Les conditions d’une deuxième prolongation étant dès lors réunies au regard des critères édictés à l’article L742-4 du CESEDA il conviendra de confirmer l’ordonnance du magistrat du siège du tribunal judiciaire.
PAR CES MOTIFS
Statuant publiquement par décision contradictoire en dernier ressort, après débats en audience publique,
Déclarons recevable l’appel interjeté à l’encontre de l’ordonnance du 23 février 2026 du magistrat du siège du tribunal judiciaire de Marseille,
Confirmons l’ordonnance du magistrat désigné pour le contrôle des mesures d’éloignement et de rétention du tribunal judiciaire de Marseille en date du 23 février 2026.

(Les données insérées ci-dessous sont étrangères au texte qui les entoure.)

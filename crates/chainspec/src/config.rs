//! Chain configuration and its geth-compatible JSON form.

use crate::Revision;
use alloy_primitives::{B256, U256};
use serde::{Deserialize, Serialize};
use serde_json::{json, Map, Value};

/// The seal engine named by a chain configuration.
#[derive(Debug, Clone, Copy, Default, PartialEq, Eq, Hash, Serialize, Deserialize)]
pub enum SealEngineType {
    /// No seal verification (dev chains).
    #[default]
    NoProof,
    /// Proof of work.
    Ethash,
    /// Proof of authority (EIP-225).
    Clique,
    /// Authority Round; recognized but not executable here.
    AuRa,
}

/// Consensus-relevant parameters of one chain.
///
/// Forks through Gray Glacier activate by block number, the merge by
/// terminal total difficulty (with `merge_netsplit_block` as the FORK_NEXT
/// value of EIP-3675), and Shanghai onwards by block timestamp. A fork is
/// active at `(number, time)` iff its threshold is `<=` the corresponding
/// field.
#[derive(Debug, Clone, Default, PartialEq, Eq, Serialize, Deserialize)]
pub struct ChainConfig {
    /// EIP-155 chain identifier.
    pub chain_id: u64,
    /// Hash of the genesis block, once known.
    pub genesis_hash: Option<B256>,
    /// Seal engine of the pre-merge chain.
    pub seal_engine: SealEngineType,
    /// Homestead activation block.
    pub homestead_block: Option<u64>,
    /// DAO irregular state-change block.
    pub dao_block: Option<u64>,
    /// EIP-150 activation block.
    pub tangerine_whistle_block: Option<u64>,
    /// EIP-155 activation block.
    pub spurious_dragon_block: Option<u64>,
    /// Byzantium activation block.
    pub byzantium_block: Option<u64>,
    /// Constantinople activation block.
    pub constantinople_block: Option<u64>,
    /// Petersburg activation block.
    pub petersburg_block: Option<u64>,
    /// Istanbul activation block.
    pub istanbul_block: Option<u64>,
    /// Muir Glacier bomb delay block.
    pub muir_glacier_block: Option<u64>,
    /// Berlin activation block.
    pub berlin_block: Option<u64>,
    /// London activation block.
    pub london_block: Option<u64>,
    /// Arrow Glacier bomb delay block.
    pub arrow_glacier_block: Option<u64>,
    /// Gray Glacier bomb delay block.
    pub gray_glacier_block: Option<u64>,
    /// Terminal total difficulty of the proof-of-work chain.
    pub terminal_total_difficulty: Option<U256>,
    /// FORK_NEXT_VALUE of EIP-3675.
    pub merge_netsplit_block: Option<u64>,
    /// Shanghai activation timestamp.
    pub shanghai_time: Option<u64>,
    /// Cancun activation timestamp.
    pub cancun_time: Option<u64>,
}

fn active(threshold: Option<u64>, at: u64) -> bool {
    threshold.is_some_and(|t| t <= at)
}

impl ChainConfig {
    /// The protocol revision at `(block_number, block_time)`.
    ///
    /// The terminal-total-difficulty crossing is a chain-state fact this
    /// pure function cannot observe; `merge_netsplit_block` stands in for
    /// it by number, and execution upgrades any zero-difficulty block to at
    /// least [`Revision::Paris`].
    pub fn revision(&self, block_number: u64, block_time: u64) -> Revision {
        if active(self.cancun_time, block_time) {
            return Revision::Cancun;
        }
        if active(self.shanghai_time, block_time) {
            return Revision::Shanghai;
        }
        if active(self.merge_netsplit_block, block_number) {
            return Revision::Paris;
        }
        if active(self.london_block, block_number) {
            return Revision::London;
        }
        if active(self.berlin_block, block_number) {
            return Revision::Berlin;
        }
        if active(self.istanbul_block, block_number) {
            return Revision::Istanbul;
        }
        if active(self.petersburg_block, block_number) {
            return Revision::Petersburg;
        }
        if active(self.constantinople_block, block_number) {
            return Revision::Constantinople;
        }
        if active(self.byzantium_block, block_number) {
            return Revision::Byzantium;
        }
        if active(self.spurious_dragon_block, block_number) {
            return Revision::SpuriousDragon;
        }
        if active(self.tangerine_whistle_block, block_number) {
            return Revision::TangerineWhistle;
        }
        if active(self.homestead_block, block_number) {
            return Revision::Homestead;
        }
        Revision::Frontier
    }

    /// The distinct block numbers at which some fork activates, ascending.
    pub fn distinct_fork_numbers(&self) -> Vec<u64> {
        let mut numbers: Vec<u64> = [
            self.homestead_block,
            self.dao_block,
            self.tangerine_whistle_block,
            self.spurious_dragon_block,
            self.byzantium_block,
            self.constantinople_block,
            self.petersburg_block,
            self.istanbul_block,
            self.muir_glacier_block,
            self.berlin_block,
            self.london_block,
            self.arrow_glacier_block,
            self.gray_glacier_block,
            self.merge_netsplit_block,
        ]
        .into_iter()
        .flatten()
        .filter(|n| *n != 0)
        .collect();
        numbers.sort_unstable();
        numbers.dedup();
        numbers
    }

    /// The distinct timestamps at which some fork activates, ascending.
    pub fn distinct_fork_times(&self) -> Vec<u64> {
        let mut times: Vec<u64> =
            [self.shanghai_time, self.cancun_time].into_iter().flatten().collect();
        times.sort_unstable();
        times.dedup();
        times
    }

    /// Parses a geth-style chain-config JSON document. Returns `None` when
    /// `chainId` is missing or not an integer.
    pub fn from_json(json: &Value) -> Option<Self> {
        let object = json.as_object()?;
        let chain_id = object.get("chainId")?.as_u64()?;

        let block = |name: &str| object.get(name).and_then(Value::as_u64);

        let seal_engine = if object.contains_key("ethash") {
            SealEngineType::Ethash
        } else if object.contains_key("clique") {
            SealEngineType::Clique
        } else if object.contains_key("aura") {
            SealEngineType::AuRa
        } else {
            SealEngineType::NoProof
        };

        let terminal_total_difficulty = match object.get("terminalTotalDifficulty") {
            None | Some(Value::Null) => None,
            Some(Value::Number(number)) => {
                Some(U256::from_str_radix(&number.to_string(), 10).ok()?)
            }
            Some(Value::String(s)) => {
                let parsed = if let Some(hex) = s.strip_prefix("0x") {
                    U256::from_str_radix(hex, 16)
                } else {
                    U256::from_str_radix(s, 10)
                };
                Some(parsed.ok()?)
            }
            Some(_) => return None,
        };

        Some(Self {
            chain_id,
            genesis_hash: None,
            seal_engine,
            homestead_block: block("homesteadBlock"),
            dao_block: block("daoForkBlock"),
            tangerine_whistle_block: block("eip150Block"),
            spurious_dragon_block: block("eip155Block"),
            byzantium_block: block("byzantiumBlock"),
            constantinople_block: block("constantinopleBlock"),
            petersburg_block: block("petersburgBlock"),
            istanbul_block: block("istanbulBlock"),
            muir_glacier_block: block("muirGlacierBlock"),
            berlin_block: block("berlinBlock"),
            london_block: block("londonBlock"),
            arrow_glacier_block: block("arrowGlacierBlock"),
            gray_glacier_block: block("grayGlacierBlock"),
            terminal_total_difficulty,
            merge_netsplit_block: block("mergeNetsplitBlock"),
            shanghai_time: block("shanghaiTime"),
            cancun_time: block("cancunTime"),
        })
    }

    /// The geth-style JSON form of this configuration.
    pub fn to_json(&self) -> Value {
        let mut object = Map::new();
        object.insert("chainId".into(), json!(self.chain_id));

        let mut block = |name: &str, value: Option<u64>| {
            if let Some(value) = value {
                object.insert(name.into(), json!(value));
            }
        };
        block("homesteadBlock", self.homestead_block);
        block("daoForkBlock", self.dao_block);
        block("eip150Block", self.tangerine_whistle_block);
        block("eip155Block", self.spurious_dragon_block);
        block("byzantiumBlock", self.byzantium_block);
        block("constantinopleBlock", self.constantinople_block);
        block("petersburgBlock", self.petersburg_block);
        block("istanbulBlock", self.istanbul_block);
        block("muirGlacierBlock", self.muir_glacier_block);
        block("berlinBlock", self.berlin_block);
        block("londonBlock", self.london_block);
        block("arrowGlacierBlock", self.arrow_glacier_block);
        block("grayGlacierBlock", self.gray_glacier_block);
        block("mergeNetsplitBlock", self.merge_netsplit_block);
        block("shanghaiTime", self.shanghai_time);
        block("cancunTime", self.cancun_time);

        if let Some(ttd) = self.terminal_total_difficulty {
            let number = serde_json::Number::from_string_unchecked(ttd.to_string());
            object.insert("terminalTotalDifficulty".into(), Value::Number(number));
        }
        match self.seal_engine {
            SealEngineType::Ethash => {
                object.insert("ethash".into(), json!({}));
            }
            SealEngineType::Clique => {
                object.insert("clique".into(), json!({}));
            }
            SealEngineType::AuRa => {
                object.insert("aura".into(), json!({}));
            }
            SealEngineType::NoProof => {}
        }
        Value::Object(object)
    }
}

#[cfg(test)]
mod tests {
    use super::*;
    use crate::MAINNET_CONFIG;
    use rstest::rstest;

    #[rstest]
    #[case(0, Revision::Frontier)]
    #[case(1_149_999, Revision::Frontier)]
    #[case(1_150_000, Revision::Homestead)]
    #[case(2_675_000, Revision::SpuriousDragon)]
    #[case(4_370_000, Revision::Byzantium)]
    #[case(9_068_999, Revision::Petersburg)]
    #[case(9_069_000, Revision::Istanbul)]
    #[case(12_243_999, Revision::Istanbul)]
    #[case(12_244_000, Revision::Berlin)]
    #[case(12_964_999, Revision::Berlin)]
    #[case(12_965_000, Revision::London)]
    #[case(20_000_000, Revision::London)]
    fn mainnet_revision_boundaries(#[case] number: u64, #[case] expected: Revision) {
        // mainnet carries no timestamp forks, so time must not matter
        for time in [0, 1_600_000_000, u64::MAX] {
            assert_eq!(MAINNET_CONFIG.revision(number, time), expected);
        }
    }

    #[test]
    fn revision_is_monotonic() {
        let config = crate::SEPOLIA_CONFIG.clone();
        let mut last = Revision::Frontier;
        for number in [0u64, 1, 1_735_370, 1_735_371, 10_000_000] {
            let revision = config.revision(number, 0);
            assert!(revision >= last);
            last = revision;
        }
    }

    #[test]
    fn time_forks_take_precedence() {
        let config = ChainConfig {
            london_block: Some(0),
            merge_netsplit_block: Some(0),
            shanghai_time: Some(1_681_338_455),
            cancun_time: Some(1_710_338_135),
            ..Default::default()
        };
        assert_eq!(config.revision(100, 0), Revision::Paris);
        assert_eq!(config.revision(100, 1_681_338_455), Revision::Shanghai);
        assert_eq!(config.revision(100, 1_710_338_135), Revision::Cancun);
    }

    #[test]
    fn json_roundtrip() {
        for config in [
            &*MAINNET_CONFIG,
            &*crate::GOERLI_CONFIG,
            &*crate::SEPOLIA_CONFIG,
            &*crate::RINKEBY_CONFIG,
        ] {
            let encoded = config.to_json();
            let decoded = ChainConfig::from_json(&encoded).unwrap();
            assert_eq!(&decoded, config);
        }
    }

    #[test]
    fn missing_chain_id_yields_none() {
        assert!(ChainConfig::from_json(&json!({"homesteadBlock": 0})).is_none());
        assert!(ChainConfig::from_json(&json!({"chainId": "1"})).is_none());
        assert!(ChainConfig::from_json(&json!([1, 2, 3])).is_none());
    }

    #[test]
    fn sample_mainnet_document_parses() {
        let document = json!({
            "chainId": 1,
            "homesteadBlock": 1_150_000u64,
            "daoForkBlock": 1_920_000u64,
            "eip150Block": 2_463_000u64,
            "eip155Block": 2_675_000u64,
            "byzantiumBlock": 4_370_000u64,
            "constantinopleBlock": 7_280_000u64,
            "petersburgBlock": 7_280_000u64,
            "istanbulBlock": 9_069_000u64,
            "muirGlacierBlock": 9_200_000u64,
            "berlinBlock": 12_244_000u64,
            "ethash": {},
        });
        let config = ChainConfig::from_json(&document).unwrap();
        assert_eq!(config.chain_id, 1);
        assert_eq!(config.seal_engine, SealEngineType::Ethash);
        assert_eq!(config.berlin_block, Some(12_244_000));
        assert_eq!(config.london_block, None);
    }

    #[test]
    fn big_terminal_total_difficulty_survives_json() {
        let encoded = MAINNET_CONFIG.to_json();
        let decoded = ChainConfig::from_json(&encoded).unwrap();
        assert_eq!(
            decoded.terminal_total_difficulty,
            Some(U256::from_str_radix("58750000000000000000000", 10).unwrap())
        );
    }
}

Les parties sont avisées qu’elles peuvent se pourvoir en cassation contre cette ordonnance dans un délai de 2 mois à compter de cette notification, le pourvoi devant être formé par déclaration au greffe de la Cour de cassation, signé par un avocat au conseil d’Etat ou de la Cour de cassation.
Le greffier Le président
Reçu et pris connaissance le :
Monsieur [O] [P]
Assisté d’un interprète
COUR D’APPEL D’AIX-EN-PROVENCE
Chambre 1-11, Rétentions Administratives
Palais Verdun , bureau 443
Téléphone : [XXXXXXXX01] – [XXXXXXXX02] – [XXXXXXXX03]
Courriel : [Courriel 1]
Aix-en-Provence, le 25 février 2026
À
— PREFECTURE DES BOUCHES DU RHONE
— Monsieur le directeur du centre de rétention administrative de [Localité 2]
— Monsieur le procureur général
— Monsieur le greffier du Magistrat du siège du tribunal judiciaire chargé du contrôle des mesures privatives et restrictives de libertés de MARSEILLE
— Maître Maeva LAURENS
NOTIFICATION D’UNE ORDONNANCE
J’ai l’honneur de vous notifier l’ordonnance ci-jointe rendue le 25 février 2026, suite à l’appel interjeté par :
Monsieur [O] [P]
né le 29 Septembre 1992 à [Localité 1]
de nationalité Marocaine
Je vous remercie de m’accuser réception du présent envoi.
Le greffier,
VOIE DE RECOURS
Nous prions Monsieur le directeur du centre de rétention administrative de bien vouloir indiquer au retenu qu’il peut se pourvoir en cassation contre cette ordonnance dans un délai de 2 mois à compter de cette notification, le pourvoi devant être formé par déclaration au greffe de la Cour de cassation.